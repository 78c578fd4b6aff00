//! Confidence scoring
//!
//! `ConfidenceScorer` combines retrieval relevance, model certainty and two
//! bonus flags into a bounded score:
//!
//! ```text
//! confidence = clamp(w_r * max(retrieval) + w_m * model + bonuses, 0, 1)
//! ```
//!
//! The score is non-decreasing in every input. `Confidence` records every
//! change to an entity's score together with its cause.

use serde::{Deserialize, Serialize};

/// Weights and constants used by [`ConfidenceScorer`]
#[derive(Debug, Clone, Copy, PartialEq, Serialize, Deserialize)]
#[serde(default)]
pub struct ScoringWeights {
    /// Weight of the best retrieval score
    pub retrieval_weight: f64,
    /// Weight of the model likelihood
    pub model_weight: f64,
    /// Model likelihood assumed when the model reported none
    pub fallback_model_likelihood: f64,
    /// Added when the source states the fact outright
    pub explicit_bonus: f64,
    /// Added when another extraction confirms the fact
    pub cross_validation_bonus: f64,
}

impl Default for ScoringWeights {
    fn default() -> Self {
        Self {
            retrieval_weight: 0.4,
            model_weight: 0.4,
            fallback_model_likelihood: 0.7,
            explicit_bonus: 0.1,
            cross_validation_bonus: 0.1,
        }
    }
}

/// Pure confidence scorer
#[derive(Debug, Clone, Copy, Default, PartialEq)]
pub struct ConfidenceScorer {
    weights: ScoringWeights,
}

impl ConfidenceScorer {
    /// Scorer with custom weights
    #[inline]
    #[must_use]
    pub fn new(weights: ScoringWeights) -> Self {
        Self { weights }
    }

    /// Weights in use
    #[inline]
    #[must_use]
    pub fn weights(&self) -> &ScoringWeights {
        &self.weights
    }

    /// Score one fact.
    ///
    /// Inputs are clamped to [0, 1] and NaN counts as 0, so the result is
    /// always a finite value in [0, 1].
    #[must_use]
    pub fn score(
        &self,
        retrieval_scores: &[f64],
        model_likelihood: Option<f64>,
        explicit: bool,
        cross_validated: bool,
    ) -> f64 {
        let w = &self.weights;
        let retrieval = retrieval_scores
            .iter()
            .copied()
            .map(unit)
            .fold(0.0_f64, f64::max);
        let model = unit(model_likelihood.unwrap_or(w.fallback_model_likelihood));

        let mut bonus = 0.0;
        if explicit {
            bonus += w.explicit_bonus;
        }
        if cross_validated {
            bonus += w.cross_validation_bonus;
        }

        unit(w.retrieval_weight * retrieval + w.model_weight * model + bonus)
    }
}

fn unit(value: f64) -> f64 {
    if value.is_nan() {
        0.0
    } else {
        value.clamp(0.0, 1.0)
    }
}

/// Why a confidence value changed
#[derive(Debug, Clone, Copy, PartialEq, Eq, Serialize, Deserialize)]
#[serde(rename_all = "snake_case")]
pub enum AdjustmentCause {
    /// Computed from extraction signals
    Scored,
    /// A citation failed to resolve
    InvalidCitation,
    /// The entity could not be tied to a single step
    AmbiguousAssociation,
}

/// One recorded change to a confidence value
#[derive(Debug, Clone, Copy, PartialEq, Serialize, Deserialize)]
pub struct ConfidenceAdjustment {
    /// What triggered the change
    pub cause: AdjustmentCause,
    /// Value before
    pub before: f64,
    /// Value after
    pub after: f64,
}

/// Bounded confidence with its change history
#[derive(Debug, Clone, Default, PartialEq, Serialize, Deserialize)]
pub struct Confidence {
    value: f64,
    #[serde(default)]
    adjustments: Vec<ConfidenceAdjustment>,
}

impl Confidence {
    /// Initial confidence as reported by the extractor
    #[inline]
    #[must_use]
    pub fn new(value: f64) -> Self {
        Self {
            value: unit(value),
            adjustments: Vec::new(),
        }
    }

    /// Current value in [0, 1]
    #[inline]
    #[must_use]
    pub fn value(&self) -> f64 {
        self.value
    }

    /// Every recorded change, oldest first
    #[inline]
    #[must_use]
    pub fn adjustments(&self) -> &[ConfidenceAdjustment] {
        &self.adjustments
    }

    /// Replace the value, recording the cause. Returns the new value.
    pub fn recompute(&mut self, cause: AdjustmentCause, value: f64) -> f64 {
        let after = unit(value);
        self.adjustments.push(ConfidenceAdjustment {
            cause,
            before: self.value,
            after,
        });
        self.value = after;
        after
    }

    /// Multiply the value by `factor`, recording the cause. Returns the new value.
    pub fn discount(&mut self, cause: AdjustmentCause, factor: f64) -> f64 {
        self.recompute(cause, self.value * factor)
    }

    /// Whether any adjustment lowered the value
    #[must_use]
    pub fn was_downgraded(&self) -> bool {
        self.adjustments
            .iter()
            .any(|a| a.cause != AdjustmentCause::Scored && a.after < a.before)
    }
}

• Task to complete: Among the records above, find the lines that contain "derive" and copy every one.

• Solution to the exercise:
#[derive(Debug, Clone, Copy, PartialEq, Serialize, Deserialize)]
#[derive(Debug, Clone, Copy, Default, PartialEq)]
#[derive(Debug, Clone, Copy, PartialEq, Eq, Serialize, Deserialize)]
#[derive(Debug, Clone, Copy, PartialEq, Serialize, Deserialize)]
#[derive(Debug, Clone, Default, PartialEq, Serialize, Deserialize)]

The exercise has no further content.